My
story, My book
Why
I’ve been on an extended hiatus
October
7, 2016
By:
Gina Yoryet Román
These words resonated
very directly, intensely and clearly in my mind during my solitary stroll last
Saturday and Sunday. I spent a whole two days with Me, Myself and I. My first
and foremost reason was to unclutter my mind, to distance myself from certain
toxic and demoralizing individuals that will do anything to sabotage one’s
serenity because deep down they are very miserable, and last but not least, I
wanted to pray and shake off the stranger within that has carved itself very
deeply into me and won’t give up the ship.

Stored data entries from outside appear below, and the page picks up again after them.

//! Runtime configuration for metric derivation.

use std::{env, path::PathBuf};

use crate::segmentation::DEFAULT_PROMINENCE;

pub const DATA_DIR_ENV: &str = "STREAMS_DATA_DIR";
pub const PROMINENCE_ENV: &str = "SEGMENT_PROMINENCE";

#[derive(Debug, Clone, PartialEq)]
pub struct MetricsConfig {
    /// Root holding `streams/<user_id>/<activity_id>.json` and
    /// `gpx/<user_id>/<activity_id>.gpx`.
    pub data_dir: PathBuf,
    /// Minimum prominence for a summit or valley to split segments.
    pub prominence: f64,
}

impl Default for MetricsConfig {
    fn default() -> Self {
        Self {
            data_dir: PathBuf::from("data"),
            prominence: DEFAULT_PROMINENCE,
        }
    }
}

impl MetricsConfig {
    /// Reads overrides from the environment, falling back to defaults for
    /// unset or unparsable values.
    pub fn from_env() -> Self {
        let defaults = Self::default();
        Self {
            data_dir: env::var(DATA_DIR_ENV)
                .map(PathBuf::from)
                .unwrap_or(defaults.data_dir),
            prominence: env::var(PROMINENCE_ENV)
                .ok()
                .and_then(|s| s.parse().ok())
                .unwrap_or(defaults.prominence),
        }
    }

    pub fn with_data_dir(mut self, data_dir: impl Into<PathBuf>) -> Self {
        self.data_dir = data_dir.into();
        self
    }

    pub fn with_prominence(mut self, prominence: f64) -> Self {
        self.prominence = prominence;
        self
    }
}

The stranger inside has got me in gridlock. I let it forsake who I am. In a moment of weakness I let myself be dominated by an
intruder, an uninvited person, yet someone I have known all my life. The
someone that can control me if I don't pray, stay hopeful and shield and nurture myself with a healthy
environment. It is cynical to imply
that this outsider has ravaged me from head to toe. It is very narcissistic to
sit here and let my “inner” turmoil rob me from my peace, and hope for a
“better” moment when I have let me be consumed by everything and everyone else.
Today when I went for
another lone walk, I realized that what seems to be fractured inside of me,
will get salvaged once I set my mind, heart and soul into it and bounce back.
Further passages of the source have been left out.